语义分割 语义分类
Hello There! This post is about a road surface semantic segmentation approach. So the focus here is on the road surface patterns, like: what kind of pavement the vehicle is driving on or if there is any damage on the road, also the road markings and speed-bumps as well and other things that can be relevant for a vehicular navigation task.
你好! 这篇文章是关于路面语义分割方法的。 因此,这里的重点是路面模式,例如:车辆行驶在哪种路面上或道路上是否有损坏,还有道路标记和减速带以及其他与路面相关的事项车辆导航任务。
Here I will show you the step-by-step approach based on the preprint paper available at ResearchGate [1]. The Ground Truth and the experiments were made using the RTK dataset [2], with images captured with a low-cost camera, containing images of roads with different types of pavement and different conditions of pavement quality.
在这里,我将向您展示基于ResearchGate [1]上预印本的分步方法。 地面真相和实验是使用RTK数据集 [2]进行的,其中使用低成本相机捕获的图像包含了具有不同类型路面和不同路面质量条件的道路图像。
It was fun to work on it and I’m excited to share it, I hope you enjoy it too. 🤗
进行这项工作很有趣,很高兴与大家分享,希望您也喜欢。 🤗
介绍 (Introduction)
The purpose of this approach is to verify the effectiveness of using passive vision (camera) to detect different patterns on the road.
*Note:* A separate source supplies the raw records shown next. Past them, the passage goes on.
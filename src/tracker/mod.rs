//! Dependency trackers: per-binding views of the registry.
//!
//! A tracker keeps two ordered collections for its descriptor:
//!
//! - **available** references, in arrival order, not necessarily retrieved
//! - **tracked** references, each paired with the instance retrieved for it
//!
//! Every tracked reference is also available. When the registry reports a
//! reference gone, it leaves both collections at once and its instance is
//! released. Retrieval is lazy per reference, so the "current" value of a
//! unary dependency is the first tracked reference, falling back to the
//! oldest available one that has not been retrieved yet.

use std::sync::{Arc, Weak};

use parking_lot::Mutex;
use tracing::{debug, warn};

use crate::dependency::{BindingStrategy, ChangeType, Dependency};
use crate::descriptor::Descriptor;
use crate::registry::{Instance, ListenerId, Reference, Registry, RegistryEvent, RegistryEventKind, RegistryListener};

mod multi;
mod single;

pub use multi::MultiDependencyTracker;
pub use single::SingleDependencyTracker;

/// Change in a tracker's resolved value.
#[derive(Debug, Clone)]
pub enum DependencyEvent {
    /// The dependency went from unresolved to resolved
    Available { name: String, value: Dependency },
    /// The resolved value was replaced, or a resolved registration was modified
    Changed { name: String, value: Dependency },
    /// The dependency no longer resolves
    Unavailable { name: String },
}
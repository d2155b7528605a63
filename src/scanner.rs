use std::collections::HashSet;

use tracing::{debug, info, warn};

use crate::config::default_ptm_vocabularies;
use crate::domain::{CvParam, FileRole, MassSpecFormat, Param, UserParam, decompressed_name};
use crate::error::LoaderError;
use crate::locator::FileLocator;
use crate::mass::{DEFAULT_DELTA_MZ_TOLERANCE, delta_mz, within_tolerance};
use crate::model::{ComponentKind, Contact, PeakFileSummary};
use crate::reader::{
    ComponentDecl, DecodedSoftware, InstrumentConfiguration, Peptide, ReaderFactory, ResultReader,
};
use crate::submission::{DeclaredFile, Submission};

#[derive(Debug, Clone, PartialEq)]
pub struct ScanSettings {
    pub delta_mz_tolerance: f64,
    pub ptm_vocabularies: Vec<String>,
}

impl Default for ScanSettings {
    fn default() -> Self {
        Self {
            delta_mz_tolerance: DEFAULT_DELTA_MZ_TOLERANCE,
            ptm_vocabularies: default_ptm_vocabularies(),
        }
    }
}

impl ScanSettings {
    pub fn allows_ptm(&self, cv_label: &str) -> bool {
        self.ptm_vocabularies
            .iter()
            .any(|label| label.eq_ignore_ascii_case(cv_label.trim()))
    }
}

#[derive(Debug, Clone, PartialEq, Eq)]
pub struct ScannedComponent {
    pub kind: ComponentKind,
    pub order: u32,
    pub cv_params: Vec<CvParam>,
    pub user_params: Vec<UserParam>,
}

#[derive(Debug, Clone, PartialEq, Eq)]
pub struct ScannedInstrument {
    pub configuration_id: String,
    pub components: Vec<ScannedComponent>,
}

#[derive(Debug, Clone, PartialEq)]
pub struct AssaySummary {
    pub file_id: u32,
    pub file_name: String,
    pub accession: String,
    pub title: Option<String>,
    pub short_label: Option<String>,
    pub protein_count: u64,
    pub peptide_count: u64,
    pub total_spectrum_count: u64,
    pub unique_peptide_count: u64,
    pub identified_spectrum_count: u64,
    pub ms2_annotation: bool,
    pub chromatogram: bool,
    pub delta_mz_error_rate: f64,
    pub protein_group_present: bool,
    pub example_protein_accession: Option<String>,
    pub search_database: Option<String>,
    pub experimental_factor: Option<String>,
    pub ptms: Vec<CvParam>,
    pub instruments: Vec<ScannedInstrument>,
    pub software: Vec<DecodedSoftware>,
    pub contacts: Vec<Contact>,
    pub samples: Vec<CvParam>,
    pub quantification_methods: Vec<CvParam>,
    pub instrument_models: Vec<CvParam>,
    pub additional: Vec<Param>,
    pub peak_files: Vec<PeakFileSummary>,
}

#[derive(Debug, Clone, Copy, Default, PartialEq, Eq)]
pub struct PsmTally {
    pub total: u64,
    pub errors: u64,
}

impl PsmTally {
    pub fn record(&mut self, is_error: bool) {
        self.total += 1;
        if is_error {
            self.errors += 1;
        }
    }

    pub fn error_rate(&self) -> f64 {
        if self.total == 0 {
            0.0
        } else {
            self.errors as f64 / self.total as f64
        }
    }
}

pub fn resolve_precursor(peptide: &Peptide) -> Option<(i32, f64)> {
    let spectrum = peptide.spectrum.as_ref();
    let charge = peptide
        .precursor_charge
        .filter(|z| *z != 0)
        .or_else(|| spectrum.and_then(|s| s.precursor_charge).filter(|z| *z != 0))?;
    let usable = |mz: &f64| mz.is_finite() && *mz > 0.0;
    let mz = peptide
        .precursor_mz
        .filter(usable)
        .or_else(|| spectrum.and_then(|s| s.precursor_mz).filter(usable))?;
    Some((charge, mz))
}

#[derive(Debug, Default)]
struct EntryTally {
    sequences: HashSet<String>,
    spectra: HashSet<String>,
    ptm_accessions: HashSet<String>,
    ptms: Vec<CvParam>,
    psms: PsmTally,
    ms2_annotation: bool,
}

impl EntryTally {
    fn observe(&mut self, peptide: &Peptide, settings: &ScanSettings) {
        self.sequences.insert(peptide.sequence.clone());

        for modification in &peptide.modifications {
            for param in &modification.cv_params {
                if settings.allows_ptm(&param.cv_label)
                    && self.ptm_accessions.insert(param.accession.clone())
                {
                    self.ptms.push(param.clone());
                }
            }
        }

        let is_error = match resolve_precursor(peptide) {
            None => true,
            Some((charge, mz)) => {
                let ptm_masses: Vec<f64> = peptide
                    .modifications
                    .iter()
                    .filter_map(|modification| modification.mass_delta)
                    .collect();
                match delta_mz(&peptide.sequence, mz, charge, &ptm_masses) {
                    Some(delta) => !within_tolerance(delta, settings.delta_mz_tolerance),
                    None => true,
                }
            }
        };
        self.psms.record(is_error);

        if let Some(spectrum) = &peptide.spectrum {
            self.spectra.insert(spectrum.id.clone());
        }
        if peptide.fragment_ion_count > 0 {
            self.ms2_annotation = true;
        }
    }
}

pub struct ResultScanner<'a> {
    readers: &'a dyn ReaderFactory,
    locator: &'a dyn FileLocator,
    settings: &'a ScanSettings,
}

impl<'a> ResultScanner<'a> {
    pub fn new(
        readers: &'a dyn ReaderFactory,
        locator: &'a dyn FileLocator,
        settings: &'a ScanSettings,
    ) -> Self {
        Self {
            readers,
            locator,
            settings,
        }
    }

    pub fn scan_submission(&self, submission: &Submission) -> Result<Vec<AssaySummary>, LoaderError> {
        if !submission.submission_type().requires_assays() {
            return Ok(Vec::new());
        }
        submission
            .result_files()
            .map(|file| self.scan(submission, file))
            .collect()
    }

    pub fn scan(
        &self,
        submission: &Submission,
        file: &DeclaredFile,
    ) -> Result<AssaySummary, LoaderError> {
        let accession = file.assay_accession().ok_or_else(|| {
            LoaderError::Validation(format!("result file {} has no assay accession", file.path))
        })?;
        let path = self.locator.resolve(&file.path)?;
        let format = MassSpecFormat::from_file_name(file.file_name());
        info!(file = %file.path, %format, assay = accession, "scanning result file");

        let mut reader = self
            .readers
            .open(&path, format)
            .map_err(|err| scan_error(file, err))?;
        let outcome = self.scan_reader(submission, file, accession, format, reader.as_ref());
        let closed = reader.close();
        let summary = outcome.map_err(|err| scan_error(file, err))?;
        closed.map_err(|err| scan_error(file, err))?;

        debug!(
            assay = accession,
            proteins = summary.protein_count,
            unique_peptides = summary.unique_peptide_count,
            identified_spectra = summary.identified_spectrum_count,
            error_rate = summary.delta_mz_error_rate,
            "scan finished"
        );
        Ok(summary)
    }

    fn scan_reader(
        &self,
        submission: &Submission,
        file: &DeclaredFile,
        accession: &str,
        format: MassSpecFormat,
        reader: &dyn ResultReader,
    ) -> Result<AssaySummary, LoaderError> {
        let metadata = reader.experiment_metadata()?;
        let hints = submission.sample_hints(file);
        if hints.experimental_factors.len() > 1 {
            warn!(
                file = %file.path,
                count = hints.experimental_factors.len(),
                "several experimental factors declared, only the first is kept"
            );
        }
        let experimental_factor = hints
            .experimental_factors
            .first()
            .map(|factor| factor.value.clone().unwrap_or_else(|| factor.name.clone()));

        let instruments = reader
            .instrument_configurations()?
            .iter()
            .map(scan_instrument)
            .collect();
        let software = dedup_software(reader.software_list()?);
        let contacts = dedup_contacts(reader.person_contacts()?);

        let protein_ids = reader.protein_ids()?;
        let protein_group_present = reader.has_protein_groups()?;
        let (example_protein_accession, search_database) = match protein_ids.first() {
            Some(first) => (reader.protein_accession(first)?, reader.search_database(first)?),
            None => (None, None),
        };

        let mut tally = EntryTally::default();
        for protein_id in &protein_ids {
            for peptide_id in reader.peptide_ids(protein_id)? {
                let peptide = reader.peptide_at(protein_id, &peptide_id)?;
                tally.observe(&peptide, self.settings);
            }
        }

        let chromatogram = self.detect_chromatogram(submission, file)?;
        let peak_files = if format.externalizes_spectra() {
            self.check_peak_files(submission, file, reader)?
        } else {
            Vec::new()
        };

        Ok(AssaySummary {
            file_id: file.id,
            file_name: file.file_name().to_string(),
            accession: accession.to_string(),
            title: metadata.title,
            short_label: metadata.short_label,
            protein_count: reader.number_of_proteins()?,
            peptide_count: reader.number_of_peptides()?,
            total_spectrum_count: reader.number_of_spectra()?,
            unique_peptide_count: tally.sequences.len() as u64,
            identified_spectrum_count: tally.spectra.len() as u64,
            ms2_annotation: tally.ms2_annotation,
            chromatogram,
            delta_mz_error_rate: tally.psms.error_rate(),
            protein_group_present,
            example_protein_accession,
            search_database,
            experimental_factor,
            ptms: tally.ptms,
            instruments,
            software,
            contacts,
            samples: hints.sample_params().cloned().collect(),
            quantification_methods: hints.quantifications,
            instrument_models: hints.instruments,
            additional: reader.additional_terms()?,
            peak_files,
        })
    }

    fn detect_chromatogram(
        &self,
        submission: &Submission,
        file: &DeclaredFile,
    ) -> Result<bool, LoaderError> {
        for mapped in submission.mapped_files(file) {
            let format = MassSpecFormat::from_file_name(mapped.file_name());
            if !format.carries_chromatograms() {
                continue;
            }
            let path = self.locator.resolve(&mapped.path)?;
            if self.readers.chromatogram_count(&path, format)? > 0 {
                debug!(file = %mapped.path, "chromatograms found");
                return Ok(true);
            }
        }
        Ok(false)
    }

    fn check_peak_files(
        &self,
        submission: &Submission,
        file: &DeclaredFile,
        reader: &dyn ResultReader,
    ) -> Result<Vec<PeakFileSummary>, LoaderError> {
        let mut summaries = Vec::new();
        for source in reader.spectra_sources()? {
            let name = source.file_name();
            let real = decompressed_name(name);
            let missing = !submission
                .mapped_files(file)
                .filter(|mapped| mapped.role == FileRole::Peak)
                .any(|mapped| decompressed_name(mapped.file_name()).eq_ignore_ascii_case(real));
            if missing {
                warn!(file = %file.path, peak_file = name, "referenced peak file was not submitted");
            }
            summaries.push(PeakFileSummary {
                file_name: name.to_string(),
                missing,
                spectrum_count: source.spectrum_count,
            });
        }
        Ok(summaries)
    }
}

fn scan_error(file: &DeclaredFile, err: LoaderError) -> LoaderError {
    match err {
        LoaderError::Scan { .. } => err,
        other => LoaderError::Scan {
            file: file.path.to_string(),
            message: other.to_string(),
        },
    }
}

fn scan_instrument(configuration: &InstrumentConfiguration) -> ScannedInstrument {
    let chain = [
        (ComponentKind::Source, &configuration.sources),
        (ComponentKind::Analyzer, &configuration.analyzers),
        (ComponentKind::Detector, &configuration.detectors),
    ];
    let components = chain
        .into_iter()
        .flat_map(|(kind, declared)| declared.iter().map(move |decl| (kind, decl)))
        .zip(1u32..)
        .map(|((kind, decl), order)| component(kind, order, decl))
        .collect();
    ScannedInstrument {
        configuration_id: configuration.id.clone(),
        components,
    }
}

fn component(kind: ComponentKind, order: u32, decl: &ComponentDecl) -> ScannedComponent {
    ScannedComponent {
        kind,
        order,
        cv_params: decl.cv_params.clone(),
        user_params: decl.user_params.clone(),
    }
}

fn dedup_software(software: Vec<DecodedSoftware>) -> Vec<DecodedSoftware> {
    let mut seen = HashSet::new();
    software
        .into_iter()
        .filter(|item| seen.insert((item.name.clone(), item.version.clone())))
        .collect()
}

fn dedup_contacts(contacts: Vec<Contact>) -> Vec<Contact> {
    let mut seen = HashSet::new();
    contacts
        .into_iter()
        .filter(|contact| seen.insert(contact.clone()))
        .collect()
}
For example, to identify if the road surface is an asphalt or cobblestone or an unpaved (dirt) road? This may be relevant for an intelligent vehicle, whether it is an autonomous vehicle or an Advanced Driver-Assistance System (ADAS). Depending on the type of pavement it may be necessary to adapt the way the vehicle is driven, whether for the safety of users or the conservation of the vehicle or even for the comfort of people inside the vehicle.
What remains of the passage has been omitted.